It is a conspicuous choice by Zimmer and director Patty Jenkins that does not make it any less startling and incongruous — for a moment I half-wondered if the Caped Crusader was about to show up near the end of this Wonder Woman sequel.

If only this oddity was the worst thing about “Woman Wonder 1984.” Unfortunately, this follow-up to arguably the best entry in the DC Extended Universe canon is now its worst. The film aspires to marry the retro, off-beat charm of “Thor: Ragnarok” with a “Watchmen”-esque Cold War alt-reality, including the worst impression of Ronald Reagan committed to celluloid. Throw in a nod to Superman surrendering his super powers for the sake of love in “Superman II” and you have a ham-fisted, tone-deaf, borderline offensive offering that jettisons everything that made Jenkins’s 2017 original so compelling for the sake of an homage to comic book kitsch.

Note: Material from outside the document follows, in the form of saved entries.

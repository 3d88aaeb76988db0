//! Branch-protection remediation with partial patches.
//!
//! A missing rule is created with the full compliant field set. Every other
//! issue updates only the fields tied to that violation, so fields that are
//! already compliant (or changed concurrently) are never overwritten.

use std::sync::Arc;

use async_trait::async_trait;

use crate::fix::FixResult;
use crate::fixers::{unsupported, IssueFixer};
use crate::gateway::{BranchProtectionRulePatch, NewBranchProtectionRule, PlatformGateway, RuleId};
use crate::issue::{IssueKind, RepositoryIssue, EXPECTED_APPROVING_REVIEW_COUNT};
use crate::metadata::RepositoryMetadata;
use crate::Result;

const KINDS: &[IssueKind] = &[
    IssueKind::MissedBranchProtection,
    IssueKind::AdminsAreNotEnforced,
    IssueKind::ApprovingReviewsNonRequired,
    IssueKind::CodeOwnerReviewsNonRequired,
    IssueKind::StaleReviewsAreNotDismissed,
    IssueKind::InvalidApprovingReviewCount,
    IssueKind::StatusChecksNonRequired,
    IssueKind::StrictStatusChecksNonRequired,
];

pub struct BranchProtectionFixer {
    gateway: Arc<dyn PlatformGateway>,
}

impl BranchProtectionFixer {
    pub fn new(gateway: Arc<dyn PlatformGateway>) -> Self {
        Self { gateway }
    }
}

/// Rule id and minimal patch for an update-style issue.
pub fn patch_for(issue: &RepositoryIssue) -> Option<(&RuleId, BranchProtectionRulePatch)> {
    let patch = BranchProtectionRulePatch::default();
    match issue {
        RepositoryIssue::AdminsAreNotEnforced { rule_id } => Some((
            rule_id,
            BranchProtectionRulePatch {
                is_admin_enforced: Some(true),
                ..patch
            },
        )),
        RepositoryIssue::ApprovingReviewsNonRequired { rule_id } => Some((
            rule_id,
            BranchProtectionRulePatch {
                requires_approving_reviews: Some(true),
                requires_code_owner_reviews: Some(true),
                dismisses_stale_reviews: Some(true),
                required_approving_review_count: Some(EXPECTED_APPROVING_REVIEW_COUNT),
                ..patch
            },
        )),
        RepositoryIssue::CodeOwnerReviewsNonRequired { rule_id } => Some((
            rule_id,
            BranchProtectionRulePatch {
                requires_code_owner_reviews: Some(true),
                ..patch
            },
        )),
        RepositoryIssue::StaleReviewsAreNotDismissed { rule_id } => Some((
            rule_id,
            BranchProtectionRulePatch {
                dismisses_stale_reviews: Some(true),
                ..patch
            },
        )),
        RepositoryIssue::InvalidApprovingReviewCount {
            rule_id, expected, ..
        } => Some((
            rule_id,
            BranchProtectionRulePatch {
                required_approving_review_count: Some(*expected),
                ..patch
            },
        )),
        RepositoryIssue::StatusChecksNonRequired { rule_id } => Some((
            rule_id,
            BranchProtectionRulePatch {
                requires_status_checks: Some(true),
                requires_strict_status_checks: Some(true),
                ..patch
            },
        )),
        RepositoryIssue::StrictStatusChecksNonRequired { rule_id } => Some((
            rule_id,
            BranchProtectionRulePatch {
                requires_strict_status_checks: Some(true),
                ..patch
            },
        )),
        _ => None,
    }
}

#[async_trait]
impl IssueFixer for BranchProtectionFixer {
    fn name(&self) -> &'static str {
        "branch_protection"
    }

    fn supported_kinds(&self) -> &'static [IssueKind] {
        KINDS
    }

    async fn fix(
        &self,
        issue: &RepositoryIssue,
        metadata: &RepositoryMetadata,
    ) -> Result<FixResult> {
        let repository = &metadata.repository;

        if let RepositoryIssue::MissedBranchProtection = issue {
            let rule = NewBranchProtectionRule {
                repository_node_id: repository.node_id.clone(),
                pattern: repository.default_branch.clone(),
                fields: BranchProtectionRulePatch::compliant(),
            };
            self.gateway.create_branch_protection_rule(&rule).await?;
            return Ok(FixResult::fixed());
        }

        let Some((rule_id, patch)) = patch_for(issue) else {
            return Ok(unsupported(issue));
        };
        tracing::debug!(
            repository = %repository.full_name,
            rule_id = %rule_id,
            fields = patch.field_count(),
            "updating branch protection rule"
        );
        self.gateway
            .update_branch_protection_rule(rule_id, &patch)
            .await?;
        Ok(FixResult::fixed())
    }
}

#[cfg(test)]
mod tests {
    use super::*;
    use crate::fakes::{repository, InMemoryGateway, Mutation};

    #[test]
    fn test_single_field_patches() {
        let id = RuleId::new("BPR_1");
        let single = [
            RepositoryIssue::AdminsAreNotEnforced { rule_id: id.clone() },
            RepositoryIssue::CodeOwnerReviewsNonRequired { rule_id: id.clone() },
            RepositoryIssue::StaleReviewsAreNotDismissed { rule_id: id.clone() },
            RepositoryIssue::InvalidApprovingReviewCount {
                rule_id: id.clone(),
                actual: 3,
                expected: 1,
            },
            RepositoryIssue::StrictStatusChecksNonRequired { rule_id: id.clone() },
        ];
        for issue in &single {
            let (rule_id, patch) = patch_for(issue).unwrap();
            assert_eq!(rule_id, &id);
            assert_eq!(patch.field_count(), 1, "{issue:?}");
        }
    }

    #[test]
    fn test_group_patches() {
        let id = RuleId::new("BPR_1");
        let (_, reviews) =
            patch_for(&RepositoryIssue::ApprovingReviewsNonRequired { rule_id: id.clone() })
                .unwrap();
        assert_eq!(reviews.field_count(), 4);
        assert_eq!(reviews.required_approving_review_count, Some(1));

        let (_, checks) =
            patch_for(&RepositoryIssue::StatusChecksNonRequired { rule_id: id }).unwrap();
        assert_eq!(checks.field_count(), 2);
        assert!(patch_for(&RepositoryIssue::MissedBranchProtection).is_none());
    }

    #[tokio::test]
    async fn test_missing_rule_is_created_compliant() {
        let gateway = Arc::new(InMemoryGateway::new());
        let repo = repository(1, "ledger");
        gateway.add_repository(repo.clone(), &[]);
        let fixer = BranchProtectionFixer::new(gateway.clone());

        let metadata = RepositoryMetadata::derive(repo.clone(), &[]);
        let result = fixer
            .fix(&RepositoryIssue::MissedBranchProtection, &metadata)
            .await
            .unwrap();
        assert_eq!(result, FixResult::fixed());
        assert_eq!(
            gateway.mutations(),
            vec![Mutation::CreateRule {
                repository_node_id: repo.node_id.clone(),
                pattern: "main".to_string(),
                fields: BranchProtectionRulePatch::compliant(),
            }]
        );
    }

    #[tokio::test]
    async fn test_fixer_sends_only_relevant_field() {
        let gateway = Arc::new(InMemoryGateway::new());
        let repo = repository(1, "ledger");
        gateway.add_repository(repo.clone(), &[]);
        let fields = BranchProtectionRulePatch {
            is_admin_enforced: Some(false),
            ..BranchProtectionRulePatch::compliant()
        };
        let id = gateway.put_rule(&repo, "main", fields);
        let fixer = BranchProtectionFixer::new(gateway.clone());

        let metadata = RepositoryMetadata::derive(repo, &[]);
        fixer
            .fix(
                &RepositoryIssue::AdminsAreNotEnforced { rule_id: id.clone() },
                &metadata,
            )
            .await
            .unwrap();

        assert_eq!(
            gateway.mutations(),
            vec![Mutation::UpdateRule {
                rule_id: id.clone(),
                patch: BranchProtectionRulePatch {
                    is_admin_enforced: Some(true),
                    ..Default::default()
                },
            }]
        );
        assert_eq!(
            gateway.rule_fields(&id).unwrap(),
            BranchProtectionRulePatch::compliant()
        );
    }
}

“WW84” immediately abandons the declaration by Wonder Woman (Gal Gadot), aka Diana Prince, in “Batman v. Superman” that “a hundred years ago I walked away from mankind” after the death of her boyfriend, World War I pilot Steve Trevor (Chris Pine). Now, just six decades removed from the Great War, Diana’s gone from dueling mythological gods to the death to lassoing thieves in a shopping mall. The Wonder Woman of 1984 is ubiquitous yet somehow still mysterious — this Diana Prince doesn’t wear her trademark spectacles or any sort of disguise, yet nobody manages to connect the two.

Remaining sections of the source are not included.